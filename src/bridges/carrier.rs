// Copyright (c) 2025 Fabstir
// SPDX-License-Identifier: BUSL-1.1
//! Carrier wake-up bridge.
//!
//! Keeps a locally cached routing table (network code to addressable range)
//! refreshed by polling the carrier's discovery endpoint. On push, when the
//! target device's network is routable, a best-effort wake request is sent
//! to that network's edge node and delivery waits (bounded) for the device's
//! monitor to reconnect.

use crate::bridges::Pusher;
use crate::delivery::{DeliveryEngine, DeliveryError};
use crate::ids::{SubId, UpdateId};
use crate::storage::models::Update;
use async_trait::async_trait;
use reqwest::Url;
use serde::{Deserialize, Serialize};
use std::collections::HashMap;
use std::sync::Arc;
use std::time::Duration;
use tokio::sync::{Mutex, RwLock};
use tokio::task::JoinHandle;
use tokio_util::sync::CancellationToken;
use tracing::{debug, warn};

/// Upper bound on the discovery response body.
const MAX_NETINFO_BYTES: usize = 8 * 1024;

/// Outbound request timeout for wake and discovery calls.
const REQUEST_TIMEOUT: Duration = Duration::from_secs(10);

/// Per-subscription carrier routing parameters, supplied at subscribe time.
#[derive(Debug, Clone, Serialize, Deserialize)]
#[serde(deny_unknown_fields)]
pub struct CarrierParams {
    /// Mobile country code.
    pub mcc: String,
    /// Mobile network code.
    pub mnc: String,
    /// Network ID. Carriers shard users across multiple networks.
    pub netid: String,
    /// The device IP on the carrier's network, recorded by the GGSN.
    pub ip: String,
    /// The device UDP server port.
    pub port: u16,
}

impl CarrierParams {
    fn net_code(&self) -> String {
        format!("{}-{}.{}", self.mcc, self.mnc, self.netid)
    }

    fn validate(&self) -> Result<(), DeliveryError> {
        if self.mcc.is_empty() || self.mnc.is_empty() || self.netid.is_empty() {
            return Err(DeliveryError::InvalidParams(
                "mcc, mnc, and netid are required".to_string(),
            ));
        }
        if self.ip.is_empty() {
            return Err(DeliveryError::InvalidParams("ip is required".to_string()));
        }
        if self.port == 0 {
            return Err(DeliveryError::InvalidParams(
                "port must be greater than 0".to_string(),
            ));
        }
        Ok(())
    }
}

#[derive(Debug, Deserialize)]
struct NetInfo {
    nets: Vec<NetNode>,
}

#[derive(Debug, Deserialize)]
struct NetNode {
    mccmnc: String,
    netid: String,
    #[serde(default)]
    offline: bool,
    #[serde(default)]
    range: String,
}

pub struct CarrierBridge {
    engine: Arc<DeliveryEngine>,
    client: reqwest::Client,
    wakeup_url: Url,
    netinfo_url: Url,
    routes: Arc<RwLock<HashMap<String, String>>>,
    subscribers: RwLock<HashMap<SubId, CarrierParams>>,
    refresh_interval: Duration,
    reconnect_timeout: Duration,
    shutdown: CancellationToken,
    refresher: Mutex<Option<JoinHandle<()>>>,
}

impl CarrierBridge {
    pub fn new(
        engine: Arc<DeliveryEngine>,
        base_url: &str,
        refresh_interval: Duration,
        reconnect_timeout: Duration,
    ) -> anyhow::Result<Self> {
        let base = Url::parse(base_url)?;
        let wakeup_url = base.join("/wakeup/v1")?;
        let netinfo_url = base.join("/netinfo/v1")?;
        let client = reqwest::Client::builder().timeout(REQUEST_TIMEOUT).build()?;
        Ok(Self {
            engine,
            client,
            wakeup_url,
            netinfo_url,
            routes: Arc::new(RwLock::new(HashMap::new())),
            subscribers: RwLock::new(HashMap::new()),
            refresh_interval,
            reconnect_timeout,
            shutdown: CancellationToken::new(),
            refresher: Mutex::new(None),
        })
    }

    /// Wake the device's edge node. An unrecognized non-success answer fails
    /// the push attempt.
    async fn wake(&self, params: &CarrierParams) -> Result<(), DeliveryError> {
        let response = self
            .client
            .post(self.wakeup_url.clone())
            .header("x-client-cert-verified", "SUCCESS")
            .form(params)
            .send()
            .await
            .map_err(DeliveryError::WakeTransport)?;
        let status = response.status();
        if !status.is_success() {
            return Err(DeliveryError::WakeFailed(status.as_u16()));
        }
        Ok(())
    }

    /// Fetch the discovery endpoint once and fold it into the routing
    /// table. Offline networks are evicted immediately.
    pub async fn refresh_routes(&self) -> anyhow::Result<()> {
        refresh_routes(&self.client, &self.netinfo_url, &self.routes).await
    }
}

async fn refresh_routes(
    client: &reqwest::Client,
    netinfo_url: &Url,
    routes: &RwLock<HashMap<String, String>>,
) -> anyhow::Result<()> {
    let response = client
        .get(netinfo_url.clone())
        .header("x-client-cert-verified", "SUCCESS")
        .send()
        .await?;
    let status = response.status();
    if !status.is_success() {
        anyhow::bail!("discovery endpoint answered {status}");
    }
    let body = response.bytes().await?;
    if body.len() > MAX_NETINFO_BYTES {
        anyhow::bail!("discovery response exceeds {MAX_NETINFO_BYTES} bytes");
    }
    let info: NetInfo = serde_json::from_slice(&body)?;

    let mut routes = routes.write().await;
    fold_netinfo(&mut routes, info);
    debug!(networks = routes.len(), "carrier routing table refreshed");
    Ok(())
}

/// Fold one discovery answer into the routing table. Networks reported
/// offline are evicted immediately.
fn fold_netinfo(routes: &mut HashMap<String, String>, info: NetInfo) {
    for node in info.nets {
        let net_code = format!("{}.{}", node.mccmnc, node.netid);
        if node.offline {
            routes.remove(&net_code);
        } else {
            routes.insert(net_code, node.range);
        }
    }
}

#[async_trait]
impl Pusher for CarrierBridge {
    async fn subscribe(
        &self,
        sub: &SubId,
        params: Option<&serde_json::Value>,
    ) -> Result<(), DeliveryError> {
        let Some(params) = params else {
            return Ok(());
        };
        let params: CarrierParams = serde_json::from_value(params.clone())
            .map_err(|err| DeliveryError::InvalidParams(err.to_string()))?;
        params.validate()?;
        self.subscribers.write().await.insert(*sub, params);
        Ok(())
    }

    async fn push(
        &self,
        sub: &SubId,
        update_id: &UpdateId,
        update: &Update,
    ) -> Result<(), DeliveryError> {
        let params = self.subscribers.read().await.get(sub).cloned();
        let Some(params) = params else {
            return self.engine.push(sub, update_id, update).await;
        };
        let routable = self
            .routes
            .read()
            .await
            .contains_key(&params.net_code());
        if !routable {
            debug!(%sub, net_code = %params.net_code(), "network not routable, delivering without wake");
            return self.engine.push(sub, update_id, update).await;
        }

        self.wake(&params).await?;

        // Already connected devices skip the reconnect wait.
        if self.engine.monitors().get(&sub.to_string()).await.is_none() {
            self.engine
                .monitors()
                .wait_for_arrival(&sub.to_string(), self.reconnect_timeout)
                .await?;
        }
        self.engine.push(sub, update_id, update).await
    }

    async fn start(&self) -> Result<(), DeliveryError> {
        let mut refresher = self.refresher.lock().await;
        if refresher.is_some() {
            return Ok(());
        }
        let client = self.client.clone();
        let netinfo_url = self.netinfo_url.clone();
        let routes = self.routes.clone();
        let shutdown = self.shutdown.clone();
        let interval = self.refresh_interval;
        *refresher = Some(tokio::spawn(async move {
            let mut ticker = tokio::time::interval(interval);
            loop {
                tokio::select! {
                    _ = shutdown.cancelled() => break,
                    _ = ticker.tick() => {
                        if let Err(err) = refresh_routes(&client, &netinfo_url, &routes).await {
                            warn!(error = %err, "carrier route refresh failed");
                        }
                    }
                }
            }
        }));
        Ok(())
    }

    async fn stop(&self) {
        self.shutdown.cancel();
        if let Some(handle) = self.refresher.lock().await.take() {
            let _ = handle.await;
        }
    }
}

---

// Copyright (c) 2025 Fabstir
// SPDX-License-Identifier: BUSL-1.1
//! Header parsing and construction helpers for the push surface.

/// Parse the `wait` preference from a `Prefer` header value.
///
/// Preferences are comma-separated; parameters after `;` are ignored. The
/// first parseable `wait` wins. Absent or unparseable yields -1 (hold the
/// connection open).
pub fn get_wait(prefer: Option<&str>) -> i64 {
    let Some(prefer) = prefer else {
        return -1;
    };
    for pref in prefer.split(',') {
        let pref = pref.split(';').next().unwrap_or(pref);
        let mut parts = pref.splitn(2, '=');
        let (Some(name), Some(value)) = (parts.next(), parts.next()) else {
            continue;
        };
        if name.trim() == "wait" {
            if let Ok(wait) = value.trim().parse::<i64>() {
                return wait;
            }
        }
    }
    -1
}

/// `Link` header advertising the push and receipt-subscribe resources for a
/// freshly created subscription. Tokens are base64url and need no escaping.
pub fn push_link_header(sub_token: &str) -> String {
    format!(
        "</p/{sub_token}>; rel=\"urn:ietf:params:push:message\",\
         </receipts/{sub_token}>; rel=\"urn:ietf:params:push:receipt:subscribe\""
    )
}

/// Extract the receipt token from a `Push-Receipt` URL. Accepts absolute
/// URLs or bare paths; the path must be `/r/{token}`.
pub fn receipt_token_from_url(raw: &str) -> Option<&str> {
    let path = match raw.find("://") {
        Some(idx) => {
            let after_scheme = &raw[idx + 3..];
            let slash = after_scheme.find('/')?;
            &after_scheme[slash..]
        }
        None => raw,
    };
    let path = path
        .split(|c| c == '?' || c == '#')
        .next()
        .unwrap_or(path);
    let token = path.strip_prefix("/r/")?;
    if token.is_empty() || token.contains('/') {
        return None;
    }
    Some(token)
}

---

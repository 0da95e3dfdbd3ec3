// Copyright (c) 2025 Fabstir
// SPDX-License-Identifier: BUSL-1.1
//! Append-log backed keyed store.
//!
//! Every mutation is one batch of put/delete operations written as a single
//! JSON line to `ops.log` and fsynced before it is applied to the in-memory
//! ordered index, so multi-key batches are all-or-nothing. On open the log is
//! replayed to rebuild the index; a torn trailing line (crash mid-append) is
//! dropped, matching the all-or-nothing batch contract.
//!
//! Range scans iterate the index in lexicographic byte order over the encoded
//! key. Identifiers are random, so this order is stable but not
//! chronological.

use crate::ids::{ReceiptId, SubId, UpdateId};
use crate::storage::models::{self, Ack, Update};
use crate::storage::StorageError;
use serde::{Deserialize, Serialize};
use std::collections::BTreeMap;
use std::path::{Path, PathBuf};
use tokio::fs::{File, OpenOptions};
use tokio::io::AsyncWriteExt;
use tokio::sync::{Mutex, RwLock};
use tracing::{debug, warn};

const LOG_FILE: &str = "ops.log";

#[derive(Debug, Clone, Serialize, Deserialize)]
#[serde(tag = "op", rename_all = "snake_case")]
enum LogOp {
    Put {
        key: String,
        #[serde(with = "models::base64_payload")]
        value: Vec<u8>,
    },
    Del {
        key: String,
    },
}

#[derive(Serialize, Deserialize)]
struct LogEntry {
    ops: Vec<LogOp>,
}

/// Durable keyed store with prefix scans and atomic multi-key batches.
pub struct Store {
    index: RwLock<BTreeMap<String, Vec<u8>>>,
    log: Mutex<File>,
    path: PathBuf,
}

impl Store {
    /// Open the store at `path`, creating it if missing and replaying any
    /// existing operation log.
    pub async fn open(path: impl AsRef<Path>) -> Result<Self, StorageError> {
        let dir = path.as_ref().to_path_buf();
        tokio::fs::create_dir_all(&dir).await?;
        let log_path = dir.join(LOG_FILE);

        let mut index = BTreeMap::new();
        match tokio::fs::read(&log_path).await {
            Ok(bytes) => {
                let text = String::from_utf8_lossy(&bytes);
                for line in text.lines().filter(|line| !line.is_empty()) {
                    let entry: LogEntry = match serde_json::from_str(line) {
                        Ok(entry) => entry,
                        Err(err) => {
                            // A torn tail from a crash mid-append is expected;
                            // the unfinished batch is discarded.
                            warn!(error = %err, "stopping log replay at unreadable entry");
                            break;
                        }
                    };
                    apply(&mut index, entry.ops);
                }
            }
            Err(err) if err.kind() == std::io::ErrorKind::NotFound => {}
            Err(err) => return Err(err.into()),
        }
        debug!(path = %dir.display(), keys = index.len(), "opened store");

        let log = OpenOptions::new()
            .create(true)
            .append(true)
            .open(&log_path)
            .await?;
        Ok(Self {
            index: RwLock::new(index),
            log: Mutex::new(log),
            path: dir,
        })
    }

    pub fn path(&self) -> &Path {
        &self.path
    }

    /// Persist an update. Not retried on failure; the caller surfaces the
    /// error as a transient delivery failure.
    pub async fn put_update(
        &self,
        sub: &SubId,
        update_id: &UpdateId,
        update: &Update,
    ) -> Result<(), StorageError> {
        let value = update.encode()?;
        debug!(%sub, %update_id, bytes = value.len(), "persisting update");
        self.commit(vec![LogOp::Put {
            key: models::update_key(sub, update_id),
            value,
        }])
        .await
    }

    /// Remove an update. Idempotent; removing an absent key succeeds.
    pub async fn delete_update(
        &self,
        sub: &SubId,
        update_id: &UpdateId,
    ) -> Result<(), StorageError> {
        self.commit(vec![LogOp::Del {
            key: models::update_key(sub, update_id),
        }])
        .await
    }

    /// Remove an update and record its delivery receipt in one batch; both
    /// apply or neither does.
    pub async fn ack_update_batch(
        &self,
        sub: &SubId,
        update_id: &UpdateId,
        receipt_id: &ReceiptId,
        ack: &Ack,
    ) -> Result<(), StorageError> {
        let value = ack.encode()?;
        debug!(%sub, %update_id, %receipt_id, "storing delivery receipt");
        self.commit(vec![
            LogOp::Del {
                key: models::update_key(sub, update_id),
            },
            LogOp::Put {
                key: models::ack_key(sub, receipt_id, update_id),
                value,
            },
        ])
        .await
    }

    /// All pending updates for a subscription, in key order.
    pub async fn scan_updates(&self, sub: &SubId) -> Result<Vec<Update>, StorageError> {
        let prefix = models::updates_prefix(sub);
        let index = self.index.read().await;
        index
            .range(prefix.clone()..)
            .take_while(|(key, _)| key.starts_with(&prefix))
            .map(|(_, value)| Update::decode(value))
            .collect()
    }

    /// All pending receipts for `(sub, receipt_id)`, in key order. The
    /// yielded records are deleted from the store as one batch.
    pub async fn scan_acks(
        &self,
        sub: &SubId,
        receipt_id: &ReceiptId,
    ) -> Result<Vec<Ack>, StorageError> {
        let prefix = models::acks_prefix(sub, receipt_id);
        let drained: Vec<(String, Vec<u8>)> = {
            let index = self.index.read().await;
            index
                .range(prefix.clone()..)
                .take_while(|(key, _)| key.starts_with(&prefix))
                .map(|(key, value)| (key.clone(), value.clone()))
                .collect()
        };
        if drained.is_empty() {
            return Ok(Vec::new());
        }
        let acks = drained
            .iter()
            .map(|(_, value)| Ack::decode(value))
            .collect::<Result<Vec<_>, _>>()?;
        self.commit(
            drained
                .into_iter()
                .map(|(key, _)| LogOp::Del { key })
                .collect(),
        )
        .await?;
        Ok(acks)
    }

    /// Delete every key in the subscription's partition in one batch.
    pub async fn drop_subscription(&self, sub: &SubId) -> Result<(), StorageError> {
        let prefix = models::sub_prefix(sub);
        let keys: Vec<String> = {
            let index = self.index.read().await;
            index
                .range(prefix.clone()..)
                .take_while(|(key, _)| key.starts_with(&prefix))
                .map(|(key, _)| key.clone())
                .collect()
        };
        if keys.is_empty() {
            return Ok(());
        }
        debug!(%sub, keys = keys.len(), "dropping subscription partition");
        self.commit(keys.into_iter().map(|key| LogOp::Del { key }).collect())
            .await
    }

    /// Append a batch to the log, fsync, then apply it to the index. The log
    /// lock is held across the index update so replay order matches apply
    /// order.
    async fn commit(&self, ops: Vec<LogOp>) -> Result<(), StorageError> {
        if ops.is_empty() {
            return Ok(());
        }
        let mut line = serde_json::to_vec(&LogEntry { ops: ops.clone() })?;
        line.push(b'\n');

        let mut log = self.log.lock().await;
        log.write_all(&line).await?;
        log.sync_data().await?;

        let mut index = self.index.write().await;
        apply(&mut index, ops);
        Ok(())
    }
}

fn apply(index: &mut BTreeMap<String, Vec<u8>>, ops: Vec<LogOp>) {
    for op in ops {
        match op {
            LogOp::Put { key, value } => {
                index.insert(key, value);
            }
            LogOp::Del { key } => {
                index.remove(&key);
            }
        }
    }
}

= Task statement =
Among the records above, extract exactly the lines from the line with "let routes = self.routes.clone();" to the line with "async fn stop(&self)", both lines included, and leave out the rest.

= Completed exercise =
        let routes = self.routes.clone();
        let shutdown = self.shutdown.clone();
        let interval = self.refresh_interval;
        *refresher = Some(tokio::spawn(async move {
            let mut ticker = tokio::time::interval(interval);
            loop {
                tokio::select! {
                    _ = shutdown.cancelled() => break,
                    _ = ticker.tick() => {
                        if let Err(err) = refresh_routes(&client, &netinfo_url, &routes).await {
                            warn!(error = %err, "carrier route refresh failed");
                        }
                    }
                }
            }
        }));
        Ok(())
    }

    async fn stop(&self) {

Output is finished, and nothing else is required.